+++ Data records

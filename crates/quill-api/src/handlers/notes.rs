//! Note CRUD and export handlers.
//!
//! Reads of a single note are public (that is the share link target); every
//! write path checks ownership and answers 403 for someone else's note.

use axum::{
    extract::{Path, Query, State},
    http::{header, HeaderMap, StatusCode},
    response::IntoResponse,
    Json,
};
use serde::Deserialize;
use utoipa::{IntoParams, ToSchema};
use uuid::Uuid;

use quill_core::{
    defaults, ExportFormat, FolderRepository, Note, NoteDetail, NoteRepository, ServerEvent,
};

use crate::{ApiError, AppState, AuthUser};

// =============================================================================
// REQUEST/RESPONSE TYPES
// =============================================================================

/// Request body for creating a note.
#[derive(Debug, Deserialize, ToSchema)]
#[serde(rename_all = "camelCase")]
pub struct CreateNoteRequest {
    pub title: String,
    /// Note body; empty when omitted.
    pub body: Option<String>,
    /// Folder to file the note into; must be owned by the caller.
    pub folder_id: Option<Uuid>,
}

/// Request body for updating a note. Omitted fields are left untouched.
#[derive(Debug, Deserialize, ToSchema)]
#[serde(rename_all = "camelCase")]
pub struct UpdateNoteRequest {
    pub title: Option<String>,
    pub body: Option<String>,
}

/// Query parameters for the export endpoint.
#[derive(Debug, Deserialize, IntoParams)]
pub struct ExportQuery {
    /// Export format: "md" (default) or "txt".
    pub format: Option<String>,
}

// =============================================================================
// OWNERSHIP HELPERS
// =============================================================================

/// Fetch a note and require the caller to own it.
pub(crate) async fn owned_note(
    state: &AppState,
    note_id: Uuid,
    user_id: Uuid,
) -> Result<Note, ApiError> {
    let note = state
        .db
        .notes
        .get(note_id)
        .await?
        .ok_or_else(|| ApiError::NotFound(format!("Note not found: {}", note_id)))?;
    if note.owner_id != user_id {
        return Err(ApiError::Forbidden("not the note owner".to_string()));
    }
    Ok(note)
}

fn validate_title(title: &str) -> Result<&str, ApiError> {
    let trimmed = title.trim();
    if trimmed.is_empty() {
        return Err(ApiError::BadRequest("title is required".to_string()));
    }
    if trimmed.chars().count() > defaults::TITLE_MAX_LENGTH {
        return Err(ApiError::BadRequest(format!(
            "title must be {} characters or less",
            defaults::TITLE_MAX_LENGTH
        )));
    }
    Ok(trimmed)
}

// =============================================================================
// HANDLERS
// =============================================================================

/// Create a note owned by the caller.
///
/// # Returns
/// - 201 Created with the new note
/// - 400 Bad Request on a blank or overlong title
/// - 403 Forbidden when filing into someone else's folder
/// - 404 Not Found when the target folder does not exist
#[utoipa::path(
    post,
    path = "/api/notes/newnote",
    tag = "Notes",
    security(("bearer_auth" = [])),
    request_body = CreateNoteRequest,
    responses(
        (status = 201, description = "Note created", body = Note),
        (status = 400, description = "Validation failed"),
        (status = 401, description = "Not authenticated"),
    )
)]
pub async fn create_note(
    State(state): State<AppState>,
    user: AuthUser,
    Json(req): Json<CreateNoteRequest>,
) -> Result<(StatusCode, Json<Note>), ApiError> {
    let title = validate_title(&req.title)?;

    if let Some(folder_id) = req.folder_id {
        let folder = state
            .db
            .folders
            .get(folder_id)
            .await?
            .ok_or_else(|| ApiError::NotFound(format!("Folder not found: {}", folder_id)))?;
        if folder.owner_id != user.user_id {
            return Err(ApiError::Forbidden("not the folder owner".to_string()));
        }
    }

    let note = state
        .db
        .notes
        .insert(quill_core::CreateNoteRequest {
            owner_id: user.user_id,
            title: title.to_string(),
            body: req.body.unwrap_or_default(),
            folder_id: req.folder_id,
        })
        .await?;

    state.event_bus.emit(ServerEvent::NoteCreated {
        note_id: note.id,
        owner_id: note.owner_id,
        owner_email: user.email,
        title: note.title.clone(),
    });

    Ok((StatusCode::CREATED, Json(note)))
}

/// List the caller's notes, most recently updated first, each with its tags.
#[utoipa::path(
    get,
    path = "/api/notes/my-notes",
    tag = "Notes",
    security(("bearer_auth" = [])),
    responses(
        (status = 200, description = "The caller's notes", body = [NoteDetail]),
        (status = 401, description = "Not authenticated"),
    )
)]
pub async fn my_notes(
    State(state): State<AppState>,
    user: AuthUser,
) -> Result<Json<Vec<NoteDetail>>, ApiError> {
    let notes = state.db.notes.list_for_owner(user.user_id).await?;
    Ok(Json(notes))
}

/// Fetch a single note with its tags.
///
/// Deliberately unauthenticated: anyone holding a note's id (a share link)
/// can read it.
#[utoipa::path(
    get,
    path = "/api/notes/note/{id}",
    tag = "Notes",
    params(("id" = Uuid, Path, description = "Note id")),
    responses(
        (status = 200, description = "The note", body = NoteDetail),
        (status = 404, description = "No such note"),
    )
)]
pub async fn get_note(
    State(state): State<AppState>,
    Path(id): Path<Uuid>,
) -> Result<Json<NoteDetail>, ApiError> {
    let detail = state
        .db
        .notes
        .get_detail(id)
        .await?
        .ok_or_else(|| ApiError::NotFound(format!("Note not found: {}", id)))?;
    Ok(Json(detail))
}

/// Update a note's title and/or body. Owner only.
#[utoipa::path(
    put,
    path = "/api/notes/note/{id}",
    tag = "Notes",
    security(("bearer_auth" = [])),
    params(("id" = Uuid, Path, description = "Note id")),
    request_body = UpdateNoteRequest,
    responses(
        (status = 200, description = "Updated note", body = Note),
        (status = 403, description = "Not the owner"),
        (status = 404, description = "No such note"),
    )
)]
pub async fn update_note(
    State(state): State<AppState>,
    user: AuthUser,
    Path(id): Path<Uuid>,
    Json(req): Json<UpdateNoteRequest>,
) -> Result<Json<Note>, ApiError> {
    owned_note(&state, id, user.user_id).await?;

    let title = match req.title.as_deref() {
        Some(t) => Some(validate_title(t)?.to_string()),
        None => None,
    };

    let note = state
        .db
        .notes
        .update(
            id,
            quill_core::UpdateNoteRequest {
                title,
                body: req.body,
            },
        )
        .await?;

    state.event_bus.emit(ServerEvent::NoteUpdated {
        note_id: note.id,
        owner_id: note.owner_id,
    });

    Ok(Json(note))
}

/// Delete a note. Owner only; tag links and shares go with it.
#[utoipa::path(
    delete,
    path = "/api/notes/note/{id}",
    tag = "Notes",
    security(("bearer_auth" = [])),
    params(("id" = Uuid, Path, description = "Note id")),
    responses(
        (status = 204, description = "Deleted"),
        (status = 403, description = "Not the owner"),
        (status = 404, description = "No such note"),
    )
)]
pub async fn delete_note(
    State(state): State<AppState>,
    user: AuthUser,
    Path(id): Path<Uuid>,
) -> Result<StatusCode, ApiError> {
    owned_note(&state, id, user.user_id).await?;
    state.db.notes.delete(id).await?;

    state.event_bus.emit(ServerEvent::NoteDeleted {
        note_id: id,
        owner_id: user.user_id,
    });

    Ok(StatusCode::NO_CONTENT)
}

/// Export a note as a downloadable file. Owner only.
///
/// The body is the rendered note; `Content-Disposition` carries a filename
/// derived from the title with filesystem-hostile characters replaced.
#[utoipa::path(
    get,
    path = "/api/notes/note/{id}/export",
    tag = "Notes",
    security(("bearer_auth" = [])),
    params(
        ("id" = Uuid, Path, description = "Note id"),
        ExportQuery,
    ),
    responses(
        (status = 200, description = "Rendered note", content_type = "text/markdown"),
        (status = 400, description = "Unknown export format"),
        (status = 403, description = "Not the owner"),
        (status = 404, description = "No such note"),
    )
)]
pub async fn export_note(
    State(state): State<AppState>,
    user: AuthUser,
    Path(id): Path<Uuid>,
    Query(query): Query<ExportQuery>,
) -> Result<impl IntoResponse, ApiError> {
    let format_str = query.format.as_deref().unwrap_or("md");
    let format = ExportFormat::parse(format_str)
        .ok_or_else(|| ApiError::BadRequest(format!("unknown export format '{}'", format_str)))?;

    owned_note(&state, id, user.user_id).await?;
    let detail = state
        .db
        .notes
        .get_detail(id)
        .await?
        .ok_or_else(|| ApiError::NotFound(format!("Note not found: {}", id)))?;

    let output = render_export(&detail, format);
    let filename = export_filename(&detail.note, format);

    let mut headers = HeaderMap::new();
    headers.insert(
        header::CONTENT_TYPE,
        header::HeaderValue::from_static(format.content_type()),
    );
    // The filename is sanitized above, so this always parses.
    headers.insert(
        header::CONTENT_DISPOSITION,
        format!("attachment; filename=\"{}\"", filename)
            .parse()
            .unwrap(),
    );

    Ok((StatusCode::OK, headers, output))
}

// =============================================================================
// EXPORT RENDERING
// =============================================================================

/// Render a note in the requested format: the title as a heading, the body,
/// and a metadata footer with timestamps and tag names.
pub(crate) fn render_export(detail: &NoteDetail, format: ExportFormat) -> String {
    let note = &detail.note;
    let tag_names: Vec<&str> = detail.tags.iter().map(|t| t.name.as_str()).collect();

    let mut output = String::new();
    match format {
        ExportFormat::Md => {
            output.push_str(&format!("# {}\n\n", note.title));
            output.push_str(&note.body);
            output.push_str("\n\n---\n\n");
            output.push_str(&format!("- Created: {}\n", note.created_at.to_rfc3339()));
            output.push_str(&format!("- Updated: {}\n", note.updated_at.to_rfc3339()));
            if !tag_names.is_empty() {
                output.push_str(&format!("- Tags: {}\n", tag_names.join(", ")));
            }
        }
        ExportFormat::Txt => {
            output.push_str(&note.title);
            output.push('\n');
            output.push_str(&"=".repeat(note.title.chars().count().max(1)));
            output.push_str("\n\n");
            output.push_str(&note.body);
            output.push_str("\n\n");
            output.push_str(&format!("Created: {}\n", note.created_at.to_rfc3339()));
            output.push_str(&format!("Updated: {}\n", note.updated_at.to_rfc3339()));
            if !tag_names.is_empty() {
                output.push_str(&format!("Tags: {}\n", tag_names.join(", ")));
            }
        }
    }
    output
}

/// Download filename for an export: the title with path separators, shell
/// metacharacters, and control characters replaced, truncated to fit, plus
/// the format extension. Falls back to the note id for unusable titles.
pub(crate) fn export_filename(note: &Note, format: ExportFormat) -> String {
    let base: String = note
        .title
        .replace(['/', '\\', ':', '*', '?', '"', '<', '>', '|'], "_")
        .chars()
        .map(|c| if c.is_control() { '_' } else { c })
        .collect();
    let base = base.trim();
    let base = if base.is_empty() || base.chars().all(|c| c == '_') {
        note.id.to_string()
    } else {
        let max = defaults::FILENAME_MAX_LENGTH - format.extension().len() - 1;
        base.chars().take(max).collect()
    };
    format!("{}.{}", base, format.extension())
}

++++++

(Task statement) Exactly as written, repeat the lines from the start of the listing through the line containing "pub struct CreateNoteRequest", both included.

(Expected answer)
filename crates/quill-api/src/handlers/notes.rs
//! Note CRUD and export handlers.
//!
//! Reads of a single note are public (that is the share link target); every
//! write path checks ownership and answers 403 for someone else's note.

use axum::{
    extract::{Path, Query, State},
    http::{header, HeaderMap, StatusCode},
    response::IntoResponse,
    Json,
};
use serde::Deserialize;
use utoipa::{IntoParams, ToSchema};
use uuid::Uuid;

use quill_core::{
    defaults, ExportFormat, FolderRepository, Note, NoteDetail, NoteRepository, ServerEvent,
};

use crate::{ApiError, AppState, AuthUser};

// =============================================================================
// REQUEST/RESPONSE TYPES
// =============================================================================

/// Request body for creating a note.
#[derive(Debug, Deserialize, ToSchema)]
#[serde(rename_all = "camelCase")]
pub struct CreateNoteRequest {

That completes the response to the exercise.